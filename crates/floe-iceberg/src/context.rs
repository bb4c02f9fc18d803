//! Request context extraction for REST handlers.

use std::net::SocketAddr;
use std::time::Instant;

use axum::body::Body;
use axum::extract::ConnectInfo;
use axum::http::header::HeaderName;
use axum::http::{HeaderMap, HeaderValue, Request};
use axum::middleware::Next;
use axum::response::Response;

/// Header name for request IDs.
pub const REQUEST_ID_HEADER: &str = "x-request-id";

/// Per-request context derived from headers and the connection.
#[derive(Debug, Clone)]
pub struct RequestContext {
    /// Request ID for tracing/correlation.
    pub request_id: String,
    /// Best-effort client address.
    pub client_ip: Option<String>,
}

impl RequestContext {
    fn from_parts(headers: &HeaderMap, peer: Option<SocketAddr>) -> Self {
        let request_id =
            header_string(headers, REQUEST_ID_HEADER).unwrap_or_else(|| ulid::Ulid::new().to_string());
        Self {
            request_id,
            client_ip: client_ip(headers, peer),
        }
    }
}

/// Proxy headers win over the socket peer: first `X-Forwarded-For` entry,
/// then `X-Real-IP`.
fn client_ip(headers: &HeaderMap, peer: Option<SocketAddr>) -> Option<String> {
    header_string(headers, "x-forwarded-for")
        .and_then(|value| {
            value
                .split(',')
                .next()
                .map(str::trim)
                .filter(|ip| !ip.is_empty())
                .map(str::to_string)
        })
        .or_else(|| header_string(headers, "x-real-ip"))
        .or_else(|| peer.map(|addr| addr.ip().to_string()))
}

fn header_string(headers: &HeaderMap, name: &str) -> Option<String> {
    headers
        .get(name)
        .and_then(|value| value.to_str().ok())
        .map(str::to_string)
}

fn add_request_id_header(response: &mut Response, request_id: &str) {
    if let Ok(value) = HeaderValue::from_str(request_id) {
        response
            .headers_mut()
            .insert(HeaderName::from_static(REQUEST_ID_HEADER), value);
    }
}

/// Middleware that injects a [`RequestContext`], echoes the request ID and
/// logs the request outcome.
pub async fn context_middleware(req: Request<Body>, next: Next) -> Response {
    let start = Instant::now();
    let (mut parts, body) = req.into_parts();

    let ctx = match parts.extensions.get::<RequestContext>() {
        Some(existing) => existing.clone(),
        None => {
            let peer = parts
                .extensions
                .get::<ConnectInfo<SocketAddr>>()
                .map(|ConnectInfo(addr)| *addr);
            RequestContext::from_parts(&parts.headers, peer)
        }
    };
    parts.extensions.insert(ctx.clone());

    let method = parts.method.clone();
    let path = parts.uri.path().to_string();

    let mut response = next.run(Request::from_parts(parts, body)).await;
    add_request_id_header(&mut response, &ctx.request_id);

    tracing::info!(
        request_id = %ctx.request_id,
        method = %method,
        path = %path,
        status = response.status().as_u16(),
        latency_ms = u64::try_from(start.elapsed().as_millis()).unwrap_or(u64::MAX),
        client_ip = ctx.client_ip.as_deref().unwrap_or("-"),
        "request completed"
    );

    response
}

#[cfg(test)]
mod tests {
    use super::*;

    #[test]
    fn test_request_id_from_header() {
        let mut headers = HeaderMap::new();
        headers.insert("X-Request-Id", HeaderValue::from_static("req-42"));

        let ctx = RequestContext::from_parts(&headers, None);
        assert_eq!(ctx.request_id, "req-42");
        assert_eq!(ctx.client_ip, None);
    }

    #[test]
    fn test_request_id_generated() {
        let ctx = RequestContext::from_parts(&HeaderMap::new(), None);
        assert_eq!(ctx.request_id.len(), 26);
    }

    #[test]
    fn test_client_ip_precedence() {
        let peer: SocketAddr = "10.0.0.9:5000".parse().expect("addr");
        let mut headers = HeaderMap::new();
        assert_eq!(client_ip(&headers, Some(peer)).as_deref(), Some("10.0.0.9"));

        headers.insert("X-Real-IP", HeaderValue::from_static("192.168.1.1"));
        assert_eq!(
            client_ip(&headers, Some(peer)).as_deref(),
            Some("192.168.1.1")
        );

        headers.insert(
            "X-Forwarded-For",
            HeaderValue::from_static("203.0.113.7, 10.0.0.1"),
        );
        assert_eq!(
            client_ip(&headers, Some(peer)).as_deref(),
            Some("203.0.113.7")
        );
    }
}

--------------------------------

§ **WORK INSTRUCTIONS**:
Determine how many lines in the listing above hold the word "HeaderValue", and reply with that number only.

§ **YOUR SOLUTION**:
5